Preserving the History of Canadian Jewish Congress
Hello! My name is Victoria and I am a Project Archivist here at the Jewish Museum and Archives of BC. I joined the team on a backlog project in January 2019 and was lucky enough to get extended through the summer. My job is to enact phase three of the processing project for an accrual (donation) of boxes from the Canadian Jewish Congress Pacific Region. The donation originally included over 100 bankers boxes, but for phase three I am only working with the records from approximately 65 of those boxes. Over the next three months, I will be working to arrange (organize), preserve, and make the records available for public use.
For this blog post, I wanted to share with you what it is like to work as a Project Archivist and show you the steps that we take to turn massive collections of unorganized paper into something that researchers can use and understand now and for years to come.
When we get an accrual of new boxes from a donor, there are varying degrees of organization.
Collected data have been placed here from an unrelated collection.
//! Strongly-typed identifiers used across the domain.

use core::str::FromStr;
use serde::{Deserialize, Serialize};
use uuid::Uuid;

use crate::error::DomainError;

/// Identifier of a pickup point (PVZ).
#[derive(Debug, Copy, Clone, PartialEq, Eq, Hash, PartialOrd, Ord, Serialize, Deserialize)]
#[serde(transparent)]
pub struct PvzId(Uuid);

/// Identifier of a product reception session.
#[derive(Debug, Copy, Clone, PartialEq, Eq, Hash, PartialOrd, Ord, Serialize, Deserialize)]
#[serde(transparent)]
pub struct ReceptionId(Uuid);

/// Identifier of a product registered within a reception.
#[derive(Debug, Copy, Clone, PartialEq, Eq, Hash, PartialOrd, Ord, Serialize, Deserialize)]
#[serde(transparent)]
pub struct ProductId(Uuid);

/// Identifier of a user (actor identity).
#[derive(Debug, Copy, Clone, PartialEq, Eq, Hash, PartialOrd, Ord, Serialize, Deserialize)]
#[serde(transparent)]
pub struct UserId(Uuid);

macro_rules! impl_uuid_newtype {
    ($t:ty) => {
        impl $t {
            /// Create a new identifier.
            ///
            /// Uses UUIDv7 (time-ordered), so ids generated later compare greater.
            pub fn new() -> Self {
                Self(Uuid::now_v7())
            }

            pub const fn from_uuid(uuid: Uuid) -> Self {
                Self(uuid)
            }

            pub fn as_uuid(&self) -> &Uuid {
                &self.0
            }

            pub fn is_nil(&self) -> bool {
                self.0.is_nil()
            }
        }

        impl Default for $t {
            fn default() -> Self {
                Self::new()
            }
        }

        impl core::fmt::Display for $t {
            fn fmt(&self, f: &mut core::fmt::Formatter<'_>) -> core::fmt::Result {
                core::fmt::Display::fmt(&self.0, f)
            }
        }

        impl From<Uuid> for $t {
            fn from(value: Uuid) -> Self {
                Self(value)
            }
        }

        impl From<$t> for Uuid {
            fn from(value: $t) -> Self {
                value.0
            }
        }

        impl FromStr for $t {
            type Err = DomainError;

            fn from_str(s: &str) -> Result<Self, Self::Err> {
                let uuid = Uuid::from_str(s).map_err(|_| DomainError::IdIsRequired)?;
                Ok(Self(uuid))
            }
        }
    };
}

impl_uuid_newtype!(PvzId);
impl_uuid_newtype!(ReceptionId);
impl_uuid_newtype!(ProductId);
impl_uuid_newtype!(UserId);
Sometimes the boxes are beautifully organized in a way that makes sense to the donor, the archivist, and the researcher, and sometimes they are not. When donations need to be organized, a project archivist is brought in.
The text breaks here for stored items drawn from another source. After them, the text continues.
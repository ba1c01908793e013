//! Opaque access tokens and the service that issues and resolves them.

use serde::{Deserialize, Serialize};
use thiserror::Error;

use pvz_core::UserId;

/// Credential presented by a caller.
///
/// The domain never looks inside: the format belongs to whichever
/// [`TokenService`] issued it.
#[derive(Clone, PartialEq, Eq, Default, Serialize, Deserialize)]
#[serde(transparent)]
pub struct AccessToken(String);

impl AccessToken {
    pub fn new(raw: impl Into<String>) -> Self {
        Self(raw.into())
    }

    /// The token a caller presents when they present nothing.
    pub fn empty() -> Self {
        Self(String::new())
    }

    pub fn is_empty(&self) -> bool {
        self.0.is_empty()
    }

    pub fn as_str(&self) -> &str {
        &self.0
    }
}

impl core::fmt::Debug for AccessToken {
    fn fmt(&self, f: &mut core::fmt::Formatter<'_>) -> core::fmt::Result {
        f.write_str("AccessToken([REDACTED])")
    }
}

#[derive(Debug, Error, Clone, PartialEq, Eq)]
pub enum TokenError {
    /// Bad signature, bad encoding, wrong issuer or invalid claims.
    #[error("malformed token: {0}")]
    Malformed(String),

    #[error("token has expired")]
    Expired,

    /// The token verified but does not name a resolvable user id.
    #[error("token subject cannot be resolved")]
    Unresolvable,

    #[error("failed to sign token: {0}")]
    Signing(String),
}

/// Issues tokens for user ids and resolves them back.
pub trait TokenService: Send + Sync {
    fn issue(&self, user_id: UserId) -> Result<AccessToken, TokenError>;

    fn resolve(&self, token: &AccessToken) -> Result<UserId, TokenError>;
}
The project archivist begins to “process” the records by: throwing out unnecessary documents (like duplicates); removing anything that can harm the records over time (like paperclips and staples); migrating documents that are not suitable for long-term preservation (for example, photocopying newspaper clippings); and finally, arranging the files.
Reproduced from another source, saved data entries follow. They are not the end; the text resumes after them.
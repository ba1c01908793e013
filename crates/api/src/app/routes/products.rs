use std::sync::Arc;

use axum::{
    Json,
    extract::{
        Extension, Path,
        rejection::{JsonRejection, PathRejection},
    },
    http::StatusCode,
    response::{IntoResponse, Response},
};
use uuid::Uuid;

use pvz_app::{AddProductRequest, UseCases};
use pvz_auth::AccessToken;
use pvz_core::PvzId;

use crate::app::{dto, errors};

pub async fn add_product(
    Extension(use_cases): Extension<Arc<UseCases>>,
    Extension(token): Extension<AccessToken>,
    body: Result<Json<dto::AddProductRequest>, JsonRejection>,
) -> Response {
    let Json(body) = match body {
        Ok(b) => b,
        Err(e) => return errors::invalid_request(e),
    };

    let request = AddProductRequest {
        pvz_id: PvzId::from_uuid(body.pvz_id),
        category: body.category,
    };
    match use_cases.add_product.execute(&token, request).await {
        Ok(product) => (StatusCode::CREATED, Json(dto::product_to_json(&product))).into_response(),
        Err(e) => errors::domain_error_to_response(e),
    }
}

pub async fn delete_last_product(
    Extension(use_cases): Extension<Arc<UseCases>>,
    Extension(token): Extension<AccessToken>,
    pvz_id: Result<Path<Uuid>, PathRejection>,
) -> Response {
    let Path(pvz_id) = match pvz_id {
        Ok(p) => p,
        Err(e) => return errors::invalid_request(e),
    };

    match use_cases
        .remove_last_product
        .execute(&token, PvzId::from_uuid(pvz_id))
        .await
    {
        Ok(()) => StatusCode::OK.into_response(),
        Err(e) => errors::domain_error_to_response(e),
    }
}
The arrangement of the files into an order that honours the organizational system of the donor, while also making the records accessible to archivists and researchers, is often the most difficult part of records processing. This was especially true for the Canadian Jewish Congress records.
In a box of records from the Canadian Jewish Congress, Pacific Region’s Multiculturalism Committee, we found an organization structure chart from 1982-1983. This chart helped us better understand the organization and informed the arrangement of our records.
To honour the CJC’s organizational structure, we’ve arranged the files into a Fonds that is made up of all the records from the CJC Pacific Region, Series that reflect the committees of the CJCPR, and Files that group individual records by theme or year. If you wanted to find a specific record in the Security Committee Series, you would search like this: starting in the Canadian Jewish Congress, Pacific Region Fonds; then the Security Committee Series; and finally the Security Committee 1985 File.
Inside the Security Committee 1985 File, you can find a booklet that was produced to help community organizations develop security strategies. The booklet provided guidance for communal buildings, synagogues, parents, teachers, and events. It featured sample letters to security officers, announcements for synagogue evacuation, and a form on action to be taken on receipt of a bomb threat.
The nested structure of Files within Series’, and Series’ within the Fonds is what we’re using for the entire third phase of this project. Out of the 65 boxes to be processed, over 22 committees need to be appropriately represented.
Working through the CJCPR records has been incredibly fulfilling and it is especially humbling to know that, when properly processed, these papers can easily last for hundreds of years, ensuring that the incredible work of the Canadian Jewish Congress remains accessible and in-tact for anyone who wants to see it.
If you’re interested in looking at any of the records in this post, they can all be found within the CJC Pacific Region fonds, which will be available for researchers by Winter 2019-2020.